Hm. Looooootta misconceptions to go through here. I hope y'all appreciate that I'm staying up basically all night to write this.
Saying women can take measures to protect themselves in the present culture is trivially obvious. Women know this better than you do. At the same time, it's simply wrong to make that the first and only line of defense against rape.
The line of defense that folks like leon1122 are probably most familiar with is deterrence through criminal punishment. He's right that people still rape despite the heavy sentences, but deterrence functions through *certainty* of punishment as well as severity, and the certainty of punishment for rape is absolute shit, for various reasons. So improving how the criminal justice system detects and handles rape is one important (albeit difficult) goal. (Re: Octavious' comment, this should *not* be about lowering the standards of justice to convict more people--but there are also ways that the standards of justice are lowered in ways that harm rape victims.)

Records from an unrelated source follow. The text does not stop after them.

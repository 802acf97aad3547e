//! Upstream forwarding.
//!
//! # Responsibilities
//! - Retarget the request at the configured upstream (scheme, authority, Host)
//! - Drop server-side artifacts: inbound HTTP version, hop-by-hop headers
//! - Enforce the upstream deadline
//! - Relay status, headers and a streamed body back unchanged
//!
//! # Design Decisions
//! - Redirects are never followed; a 3xx is relayed as-is
//! - One deadline covers the whole exchange, response body included
//! - No retries: every failure is reported once

use axum::body::Body;
use axum::http::uri::{PathAndQuery, Uri};
use axum::http::{header, HeaderMap, HeaderName, HeaderValue, Request, Response, Version};
use futures_util::{stream, StreamExt, TryStreamExt};
use hyper_util::client::legacy::{connect::HttpConnector, Client};
use hyper_util::rt::TokioExecutor;
use std::time::Duration;
use tokio::time::Instant;

use crate::config::UpstreamTarget;
use crate::http::error::ForwardError;
use crate::security::headers::TRUSTED_HEADER_PREFIX;

const HOP_BY_HOP: &[&str] = &[
    "connection",
    "keep-alive",
    "proxy-connection",
    "te",
    "trailer",
    "transfer-encoding",
    "upgrade",
];

/// Relays requests to the single upstream.
#[derive(Clone)]
pub struct Forwarder {
    client: Client<HttpConnector, Body>,
    target: UpstreamTarget,
    timeout: Duration,
}

impl Forwarder {
    pub fn new(target: UpstreamTarget, timeout: Duration) -> Self {
        let client = Client::builder(TokioExecutor::new()).build(HttpConnector::new());
        Self {
            client,
            target,
            timeout,
        }
    }

    pub fn target(&self) -> &UpstreamTarget {
        &self.target
    }

    pub fn timeout(&self) -> Duration {
        self.timeout
    }

    /// Send `request` upstream and relay whatever comes back.
    ///
    /// Dropping the returned future cancels the upstream call. The deadline
    /// keeps running while the body streams; a body still unfinished when it
    /// passes is cut short.
    pub async fn forward(&self, request: Request<Body>) -> Result<Response<Body>, ForwardError> {
        let request = self.rewrite(request)?;
        let deadline = Instant::now() + self.timeout;

        let response = match tokio::time::timeout_at(deadline, self.client.request(request)).await {
            Ok(Ok(response)) => response,
            Ok(Err(e)) => return Err(ForwardError::Unreachable(e)),
            Err(_) => return Err(ForwardError::Timeout(self.timeout)),
        };

        // The status line is committed once this response is returned; a
        // failure mid-body can only be logged.
        let (parts, body) = response.into_parts();
        let body = bounded_body(Body::new(body), deadline, self.timeout)
            .inspect_err(|e| tracing::error!(error = %e, "Reading upstream response body"));

        Ok(Response::from_parts(parts, Body::from_stream(body)))
    }

    fn rewrite(&self, request: Request<Body>) -> Result<Request<Body>, ForwardError> {
        let (mut parts, body) = request.into_parts();

        let path_and_query = parts
            .uri
            .path_and_query()
            .cloned()
            .unwrap_or_else(|| PathAndQuery::from_static("/"));
        parts.uri = Uri::builder()
            .scheme(self.target.scheme().clone())
            .authority(self.target.authority().clone())
            .path_and_query(path_and_query)
            .build()?;
        parts.version = Version::HTTP_11;

        strip_hop_by_hop(&mut parts.headers);
        let host = HeaderValue::from_str(self.target.authority().as_str()).map_err(axum::http::Error::from)?;
        parts.headers.insert(header::HOST, host);

        Ok(Request::from_parts(parts, body))
    }
}

/// Data frames of `body`, ending with an error once `deadline` passes.
fn bounded_body(
    body: Body,
    deadline: Instant,
    timeout: Duration,
) -> impl futures_util::Stream<Item = Result<axum::body::Bytes, ForwardError>> + Send + 'static {
    let frames = Box::pin(body.into_data_stream());
    stream::unfold(Some(frames), move |state| async move {
        let mut frames = state?;
        match tokio::time::timeout_at(deadline, frames.next()).await {
            Ok(Some(Ok(chunk))) => Some((Ok(chunk), Some(frames))),
            Ok(Some(Err(e))) => Some((Err(ForwardError::Body(e)), None)),
            Ok(None) => None,
            Err(_) => Some((Err(ForwardError::Timeout(timeout)), None)),
        }
    })
}

/// Remove hop-by-hop headers, including any named by `Connection`.
///
/// `Connection` cannot be used to drop the trusted identity headers.
fn strip_hop_by_hop(headers: &mut HeaderMap) {
    let listed: Vec<HeaderName> = headers
        .get_all(header::CONNECTION)
        .iter()
        .filter_map(|value| value.to_str().ok())
        .flat_map(|value| value.split(','))
        .filter_map(|name| HeaderName::from_bytes(name.trim().as_bytes()).ok())
        .filter(|name| !name.as_str().starts_with(TRUSTED_HEADER_PREFIX))
        .collect();

    for name in listed {
        headers.remove(name);
    }
    for name in HOP_BY_HOP {
        headers.remove(*name);
    }
}

#[cfg(test)]
mod tests {
    use super::*;

    fn forwarder() -> Forwarder {
        let target = UpstreamTarget::parse("http://dex:5556").unwrap();
        Forwarder::new(target, Duration::from_secs(60))
    }

    #[tokio::test]
    async fn test_rewrite_retargets_request() {
        let request = Request::builder()
            .uri("/auth/callback?code=abc")
            .version(Version::HTTP_2)
            .header("host", "proxy.example.com")
            .body(Body::empty())
            .unwrap();

        let request = forwarder().rewrite(request).unwrap();
        assert_eq!(request.uri().to_string(), "http://dex:5556/auth/callback?code=abc");
        assert_eq!(request.version(), Version::HTTP_11);
        assert_eq!(request.headers().get(header::HOST).unwrap(), "dex:5556");
    }

    #[tokio::test]
    async fn test_rewrite_absolute_form() {
        let request = Request::builder()
            .uri("http://elsewhere.example.com:9999")
            .body(Body::empty())
            .unwrap();

        let request = forwarder().rewrite(request).unwrap();
        assert_eq!(request.uri().to_string(), "http://dex:5556/");
    }

    #[tokio::test]
    async fn test_bounded_body_passes_complete_body() {
        let body = Body::from("hello upstream");
        let deadline = Instant::now() + Duration::from_secs(5);

        let chunks: Vec<_> = bounded_body(body, deadline, Duration::from_secs(5)).collect().await;
        assert_eq!(chunks.len(), 1);
        assert_eq!(chunks[0].as_ref().unwrap().as_ref(), b"hello upstream");
    }

    #[tokio::test]
    async fn test_bounded_body_cut_at_deadline() {
        let stalled = stream::iter(vec![Ok::<_, std::io::Error>(axum::body::Bytes::from_static(b"partial"))])
            .chain(stream::pending());
        let timeout = Duration::from_millis(100);

        let started = Instant::now();
        let chunks: Vec<_> = bounded_body(Body::from_stream(stalled), started + timeout, timeout)
            .collect()
            .await;

        assert!(started.elapsed() < Duration::from_secs(2));
        assert_eq!(chunks.len(), 2);
        assert_eq!(chunks[0].as_ref().unwrap().as_ref(), b"partial");
        assert!(matches!(chunks[1], Err(ForwardError::Timeout(d)) if d == timeout));
    }

    #[test]
    fn test_strip_hop_by_hop() {
        let mut headers = HeaderMap::new();
        headers.insert(header::CONNECTION, HeaderValue::from_static("keep-alive, X-Debug, x-remote-user-id"));
        headers.insert("keep-alive", HeaderValue::from_static("timeout=5"));
        headers.insert("x-debug", HeaderValue::from_static("1"));
        headers.insert(header::TRANSFER_ENCODING, HeaderValue::from_static("chunked"));
        headers.insert(header::UPGRADE, HeaderValue::from_static("websocket"));
        headers.insert("x-remote-user-id", HeaderValue::from_static("u-123"));
        headers.insert(header::ACCEPT, HeaderValue::from_static("*/*"));

        strip_hop_by_hop(&mut headers);

        assert_eq!(headers.len(), 2);
        assert_eq!(headers.get("x-remote-user-id").unwrap(), "u-123");
        assert_eq!(headers.get(header::ACCEPT).unwrap(), "*/*");
    }
}
//! Trusted identity header sanitization and injection.
//!
//! # Responsibilities
//! - Strip every caller-supplied header in the `X-Remote-` namespace
//! - Strip identity-transport signals that arrived as plain HTTP headers
//! - Strip caller-supplied `Forwarded`/`X-Forwarded-*` (configurable)
//! - Assert the resolved identity as `X-Remote-User-Email`, `X-Remote-User`, `X-Remote-User-Id`
//!
//! # Design Decisions
//! - `HeaderMap` keys are lowercase; all prefix checks run on lowercase names
//! - Stripping is unconditional and happens before injection
//! - Header absent means unauthenticated; there is no default identity
//! - Excluded-class identities are never asserted
//! - If any identity value is not a valid header value, nothing is asserted

use axum::http::header::{FORWARDED, HeaderMap, HeaderName, HeaderValue};

use crate::config::{DisplayNameSource, HeaderConfig, IdentityConfig};
use crate::identity::ResolvedIdentity;

/// Lowercase prefix of every header the proxy uses to assert identity.
pub const TRUSTED_HEADER_PREFIX: &str = "x-remote-";

pub const X_REMOTE_USER_EMAIL: HeaderName = HeaderName::from_static("x-remote-user-email");
pub const X_REMOTE_USER: HeaderName = HeaderName::from_static("x-remote-user");
pub const X_REMOTE_USER_ID: HeaderName = HeaderName::from_static("x-remote-user-id");

const FORWARDING_HEADERS: &[&str] = &[
    "x-forwarded-for",
    "x-forwarded-host",
    "x-forwarded-proto",
    "x-forwarded-port",
    "x-real-ip",
];

/// Immutable sanitization policy, built once from configuration.
#[derive(Debug, Clone)]
pub struct HeaderPolicy {
    internal_signal_prefixes: Vec<String>,
    strip_forwarded: bool,
    display_name_source: DisplayNameSource,
}

impl HeaderPolicy {
    pub fn new(headers: &HeaderConfig, identity: &IdentityConfig) -> Self {
        Self {
            internal_signal_prefixes: headers
                .internal_signal_prefixes
                .iter()
                .map(|p| p.to_ascii_lowercase())
                .filter(|p| !p.is_empty())
                .collect(),
            strip_forwarded: headers.strip_forwarded,
            display_name_source: identity.display_name_source,
        }
    }

    fn is_stripped(&self, name: &HeaderName) -> bool {
        let name = name.as_str();
        name.starts_with(TRUSTED_HEADER_PREFIX)
            || self.internal_signal_prefixes.iter().any(|p| name.starts_with(p.as_str()))
            || (self.strip_forwarded && (name == FORWARDED.as_str() || FORWARDING_HEADERS.contains(&name)))
    }

    fn display_value(&self, identity: &ResolvedIdentity) -> String {
        match self.display_name_source {
            DisplayNameSource::DisplayName if !identity.display_name.is_empty() => {
                identity.display_name.clone()
            }
            _ => identity.short_username(),
        }
    }
}

impl Default for HeaderPolicy {
    fn default() -> Self {
        Self::new(&HeaderConfig::default(), &IdentityConfig::default())
    }
}

/// What a sanitize pass did to one request's headers.
#[derive(Debug, Default, Clone, PartialEq, Eq)]
pub struct SanitizeReport {
    /// Names removed because the caller is not allowed to set them.
    pub removed: Vec<HeaderName>,
    /// Whether the trusted headers now carry an identity.
    pub asserted: bool,
}

/// Strip spoofable headers, then assert `identity` if it is assertable.
pub fn sanitize_and_inject(
    headers: &mut HeaderMap,
    identity: Option<&ResolvedIdentity>,
    policy: &HeaderPolicy,
) -> SanitizeReport {
    let removed: Vec<HeaderName> = headers
        .keys()
        .filter(|name| policy.is_stripped(name))
        .cloned()
        .collect();

    for name in &removed {
        headers.remove(name);
    }

    let asserted = match identity.filter(|id| id.is_assertable()) {
        Some(identity) => match trusted_values(identity, policy) {
            Some([email, user, id]) => {
                headers.insert(X_REMOTE_USER_EMAIL, email);
                headers.insert(X_REMOTE_USER, user);
                headers.insert(X_REMOTE_USER_ID, id);
                true
            }
            None => {
                tracing::warn!(
                    login = %identity.login_identifier,
                    "Identity is not representable as header values, forwarding anonymously"
                );
                false
            }
        },
        None => false,
    };

    SanitizeReport { removed, asserted }
}

fn trusted_values(identity: &ResolvedIdentity, policy: &HeaderPolicy) -> Option<[HeaderValue; 3]> {
    let email = HeaderValue::from_str(&identity.normalized_login()).ok()?;
    let user = HeaderValue::from_str(&policy.display_value(identity)).ok()?;
    let id = HeaderValue::from_str(&identity.subject_id).ok()?;
    Some([email, user, id])
}
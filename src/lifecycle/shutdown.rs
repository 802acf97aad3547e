//! Shutdown coordination for the proxy.

use tokio::sync::broadcast;

/// Coordinator for graceful shutdown.
///
/// Provides a broadcast channel that all long-running tasks can subscribe to.
#[derive(Debug, Clone)]
pub struct Shutdown {
    tx: broadcast::Sender<()>,
}

impl Shutdown {
    pub fn new() -> Self {
        let (tx, _) = broadcast::channel(1);
        Self { tx }
    }

    /// Subscribe to the shutdown signal.
    pub fn subscribe(&self) -> broadcast::Receiver<()> {
        self.tx.subscribe()
    }

    /// Fire the signal. Subscribers created afterwards do not observe it.
    pub fn trigger(&self) {
        let _ = self.tx.send(());
    }
}

impl Default for Shutdown {
    fn default() -> Self {
        Self::new()
    }
}
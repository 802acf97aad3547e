//! Network layer subsystem.
//!
//! # Data Flow
//! ```text
//! Public listener facility (TLS + edge auth, external)
//!     → listener.rs (bind the local address it delivers traffic to)
//!     → Hand off to HTTP layer
//! ```
//!
//! # Design Decisions
//! - The proxy never terminates TLS; it consumes an already-secured stream
//! - Any listener failure is fatal at startup

pub mod listener;

pub use listener::{bind, ListenerError};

Now, let's talk about education. Most of the commentary in this thread has taken the view that said education is all about rape and not raping, and must target either the depraved rapist or the rape victim who was "asking for it." Hence the objection to broad educational outreach as "seeing all men as rapists" or "blaming the victim." But that's an absurdly narrow and simplistic paradigm.
There *are* rapist rehabilitation programs, with varying degrees of success (which complicates the "rapists are just inherently irredeemably evil, so teaching them is futile" canard), but just as most people are not rapists, most people are not targeted by rapist rehabilitation programs. Meanwhile, it's possible to note that the hypothetical woman who walked alone through a dark alley at night with her tits out and got raped could have exercised better judgment, but she's also a miniscule corner case where rape is concerned--so not only is victim-blaming callous (said hypothetical woman still didn't *deserve* to be raped), it's also completely ignorant of most rape victims' experiences.
Finally, rape should not be viewed in isolation; it's the worst (or nearly the worst) outcome on a whole spectrum of unhealthy behaviors related to sex and intimate relationships. Most of those behaviors are not nearly as bad as rape--many of them aren't even illegal, so you can stuff your nonsense arguments about what people have *a right* to do, because that doesn't make it *right* to do--but the same educational efforts that target rape also frequently target other behaviors. (We can also talk about the variety within the set of behaviors that count as rape, but it's not immediately relevant here.)
So instead of viewing rape education as trying to prevent a male rapist brute from raping a scantily clad female rape victim, we could (for example) look at it in terms of *people* who might encounter or witness signs of danger or abuse in a relationship, and educate them on that basis. Critically, this involves third parties in the prevention of rape and abuse--bystander education is a thing, people! Preventing rape is not solely the job of the would-be rapist and rape victim; it's a group effort to construct community norms like "see something, say something." This is just one kind of education, there are plenty of others.
Ideally, and this may be just my inner wild optimist talking, reframing things in this way could also help us get past the stupid, divisive, pointless Oppression Olympics stuff about whether women are oppressed because more men rape, or whether men are oppressed because more women abuse their spouses, or whether feminists are privileged, or what-the-fuck-ever. Identity politics is sometimes a useful paradigm, but when it turns a discussion about *preventing rape and abuse* into a flame war between feminism and men's rights, it can fuck right off.
We're on the Internet, so I'm looking forward to a hundred misunderstandings, nitpicks, and insults. But I hope this helped at least one person break through the fog of talking points. And hey, I'm no expert--I just pay attention sometimes--so I'm down for more learnin' if I fucked up the explanation somewhere along the way, or forgot something important.